_What you are asked to do_.
Throughout the entries below, report every line where "indices" is found.

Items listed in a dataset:
================
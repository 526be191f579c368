//! Domain models for the reshaping pipeline.
//!
//! - [`CellValue`] - A single spreadsheet cell
//! - [`Table`] - Header row plus data rows, the unit every stage works on
//! - [`SheetCategory`] - Which pipeline a sheet belongs to

use chrono::{NaiveDateTime, NaiveTime};
use serde::{Deserialize, Serialize};

// =============================================================================
// Cells
// =============================================================================

/// A cell value as read from, or written to, a worksheet.
#[derive(Debug, Clone, PartialEq, Default)]
pub enum CellValue {
    #[default]
    Empty,
    Text(String),
    Number(f64),
    Bool(bool),
    DateTime(NaiveDateTime),
    /// Time of day without a date (a serial value below one day).
    Time(NaiveTime),
    /// Spreadsheet error literal such as `#DIV/0!`.
    Error(String),
}

impl CellValue {
    pub fn text(value: impl Into<String>) -> Self {
        CellValue::Text(value.into())
    }

    pub fn is_empty(&self) -> bool {
        matches!(self, CellValue::Empty)
    }

    pub fn as_text(&self) -> Option<&str> {
        match self {
            CellValue::Text(s) => Some(s),
            _ => None,
        }
    }

    /// Render the cell the way it would be displayed in a plain-text view.
    ///
    /// Integral numbers lose their fraction, and date/times at midnight are
    /// rendered as a bare date.
    pub fn render(&self) -> String {
        match self {
            CellValue::Empty => String::new(),
            CellValue::Text(s) => s.clone(),
            CellValue::Number(n) => format_number(*n),
            CellValue::Bool(b) => if *b { "TRUE" } else { "FALSE" }.to_string(),
            CellValue::DateTime(dt) => {
                if dt.time() == NaiveTime::MIN {
                    dt.date().format("%Y-%m-%d").to_string()
                } else {
                    dt.format("%Y-%m-%d %H:%M:%S").to_string()
                }
            }
            CellValue::Time(t) => t.format("%H:%M:%S").to_string(),
            CellValue::Error(e) => e.clone(),
        }
    }
}

fn format_number(value: f64) -> String {
    if value.fract() == 0.0 && value.abs() < 1e15 {
        format!("{:.0}", value)
    } else {
        format!("{}", value)
    }
}

// =============================================================================
// Tables
// =============================================================================

/// A 2-D table: a header row of unique column names and data rows.
///
/// Every row always has exactly `columns.len()` cells.
#[derive(Debug, Clone, PartialEq, Default)]
pub struct Table {
    columns: Vec<String>,
    rows: Vec<Vec<CellValue>>,
}

impl Table {
    /// Create an empty table with the given header.
    pub fn new(columns: Vec<String>) -> Self {
        Self {
            columns,
            rows: Vec::new(),
        }
    }

    pub fn columns(&self) -> &[String] {
        &self.columns
    }

    pub fn rows(&self) -> &[Vec<CellValue>] {
        &self.rows
    }

    /// Number of data rows (header excluded).
    pub fn height(&self) -> usize {
        self.rows.len()
    }

    pub fn width(&self) -> usize {
        self.columns.len()
    }

    pub fn column_index(&self, name: &str) -> Option<usize> {
        self.columns.iter().position(|c| c == name)
    }

    pub fn cell(&self, row: usize, column: &str) -> Option<&CellValue> {
        let col = self.column_index(column)?;
        self.rows.get(row).map(|r| &r[col])
    }

    /// Append a row, padding with empty cells or truncating to the table width.
    pub fn push_row(&mut self, mut row: Vec<CellValue>) {
        row.resize(self.columns.len(), CellValue::Empty);
        self.rows.push(row);
    }

    /// Apply `f` to every data cell.
    pub fn map_cells(&mut self, mut f: impl FnMut(&mut CellValue)) {
        for row in &mut self.rows {
            row.iter_mut().for_each(&mut f);
        }
    }

    /// Set `name` to `value` on every row.
    ///
    /// An existing column keeps its position and is overwritten; otherwise
    /// the column is appended at the end.
    pub fn set_constant_column(&mut self, name: &str, value: CellValue) {
        let col = match self.column_index(name) {
            Some(col) => col,
            None => {
                self.columns.push(name.to_string());
                for row in &mut self.rows {
                    row.push(CellValue::Empty);
                }
                self.columns.len() - 1
            }
        };
        for row in &mut self.rows {
            row[col] = value.clone();
        }
    }

    /// Keep only the columns whose name satisfies `keep`, in their original order.
    pub fn select_columns(&self, mut keep: impl FnMut(&str) -> bool) -> Table {
        let indices: Vec<usize> = self
            .columns
            .iter()
            .enumerate()
            .filter(|(_, name)| keep(name))
            .map(|(i, _)| i)
            .collect();

        Table {
            columns: indices.iter().map(|&i| self.columns[i].clone()).collect(),
            rows: self
                .rows
                .iter()
                .map(|row| indices.iter().map(|&i| row[i].clone()).collect())
                .collect(),
        }
    }

    /// Stack tables vertically.
    ///
    /// The result's columns are the union of all input columns in order of
    /// first appearance; cells a source table does not have are left empty.
    pub fn stack<'a>(tables: impl IntoIterator<Item = &'a Table>) -> Table {
        let tables: Vec<&Table> = tables.into_iter().collect();

        let mut columns: Vec<String> = Vec::new();
        for table in &tables {
            for name in &table.columns {
                if !columns.contains(name) {
                    columns.push(name.clone());
                }
            }
        }

        let mut stacked = Table::new(columns);
        for table in tables {
            let mapping: Vec<usize> = table
                .columns
                .iter()
                .filter_map(|name| stacked.column_index(name))
                .collect();
            for row in &table.rows {
                let mut out = vec![CellValue::Empty; stacked.width()];
                for (src, &dst) in mapping.iter().enumerate() {
                    out[dst] = row[src].clone();
                }
                stacked.rows.push(out);
            }
        }
        stacked
    }
}

// =============================================================================
// Sheet Categories
// =============================================================================

/// Pipeline a source sheet is routed to.
#[derive(Debug, Clone, Copy, PartialEq, Eq, Serialize, Deserialize)]
#[serde(rename_all = "kebab-case")]
pub enum SheetCategory {
    /// Records stacked into the row-style summary.
    RowStyle,
    /// Registration/visit columns projected into the column-style summary.
    ColumnStyle,
    /// Not in the catalog; dropped.
    Ignored,
}

impl std::fmt::Display for SheetCategory {
    fn fmt(&self, f: &mut std::fmt::Formatter<'_>) -> std::fmt::Result {
        f.pad(match self {
            SheetCategory::RowStyle => "row-style",
            SheetCategory::ColumnStyle => "column-style",
            SheetCategory::Ignored => "ignored",
        })
    }
}

#[cfg(test)]
mod tests {
    use super::*;
    use chrono::NaiveDate;

    fn table(columns: &[&str], rows: &[&[&str]]) -> Table {
        let mut t = Table::new(columns.iter().map(|c| c.to_string()).collect());
        for row in rows {
            t.push_row(row.iter().map(|v| CellValue::text(*v)).collect());
        }
        t
    }

    #[test]
    fn test_render_numbers() {
        assert_eq!(CellValue::Number(2023.0).render(), "2023");
        assert_eq!(CellValue::Number(1.5).render(), "1.5");
        assert_eq!(CellValue::Number(-4.0).render(), "-4");
    }

    #[test]
    fn test_render_dates() {
        let date = NaiveDate::from_ymd_opt(2024, 3, 9).unwrap();
        let midnight = CellValue::DateTime(date.and_hms_opt(0, 0, 0).unwrap());
        let afternoon = CellValue::DateTime(date.and_hms_opt(14, 5, 0).unwrap());
        assert_eq!(midnight.render(), "2024-03-09");
        assert_eq!(afternoon.render(), "2024-03-09 14:05:00");

        let shift = CellValue::Time(NaiveTime::from_hms_opt(8, 30, 0).unwrap());
        assert_eq!(shift.render(), "08:30:00");
    }

    #[test]
    fn test_push_row_pads_short_rows() {
        let mut t = Table::new(vec!["a".into(), "b".into(), "c".into()]);
        t.push_row(vec![CellValue::text("1")]);
        assert_eq!(t.rows()[0].len(), 3);
        assert!(t.rows()[0][2].is_empty());
    }

    #[test]
    fn test_set_constant_column_appends() {
        let mut t = table(&["name"], &[&["Aye"], &["Mya"]]);
        t.set_constant_column("TOWNSHIP", CellValue::text("Muse"));
        assert_eq!(t.columns(), &["name", "TOWNSHIP"]);
        assert_eq!(t.cell(1, "TOWNSHIP"), Some(&CellValue::text("Muse")));
    }

    #[test]
    fn test_set_constant_column_overwrites_in_place() {
        let mut t = table(&["TOWNSHIP", "name"], &[&["old", "Aye"]]);
        t.set_constant_column("TOWNSHIP", CellValue::text("Minbya"));
        assert_eq!(t.columns(), &["TOWNSHIP", "name"]);
        assert_eq!(t.cell(0, "TOWNSHIP"), Some(&CellValue::text("Minbya")));
    }

    #[test]
    fn test_select_columns_keeps_order() {
        let t = table(&["a", "b", "c"], &[&["1", "2", "3"]]);
        let s = t.select_columns(|c| c != "b");
        assert_eq!(s.columns(), &["a", "c"]);
        assert_eq!(s.rows()[0], vec![CellValue::text("1"), CellValue::text("3")]);
    }

    #[test]
    fn test_stack_unions_columns() {
        let first = table(&["a", "b"], &[&["1", "2"]]);
        let second = table(&["b", "c"], &[&["3", "4"], &["5", "6"]]);
        let stacked = Table::stack([&first, &second]);

        assert_eq!(stacked.columns(), &["a", "b", "c"]);
        assert_eq!(stacked.height(), 3);
        assert!(stacked.cell(0, "c").unwrap().is_empty());
        assert!(stacked.cell(1, "a").unwrap().is_empty());
        assert_eq!(stacked.cell(2, "c"), Some(&CellValue::text("6")));
    }

    #[test]
    fn test_stack_of_nothing_is_empty() {
        let stacked = Table::stack(std::iter::empty());
        assert_eq!(stacked.width(), 0);
        assert_eq!(stacked.height(), 0);
    }

    #[test]
    fn test_category_display() {
        assert_eq!(SheetCategory::RowStyle.to_string(), "row-style");
        assert_eq!(SheetCategory::ColumnStyle.to_string(), "column-style");
    }
}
================
_Exercise answer_.
        let indices: Vec<usize> = self
            columns: indices.iter().map(|&i| self.columns[i].clone()).collect(),
                .map(|row| indices.iter().map(|&i| row[i].clone()).collect())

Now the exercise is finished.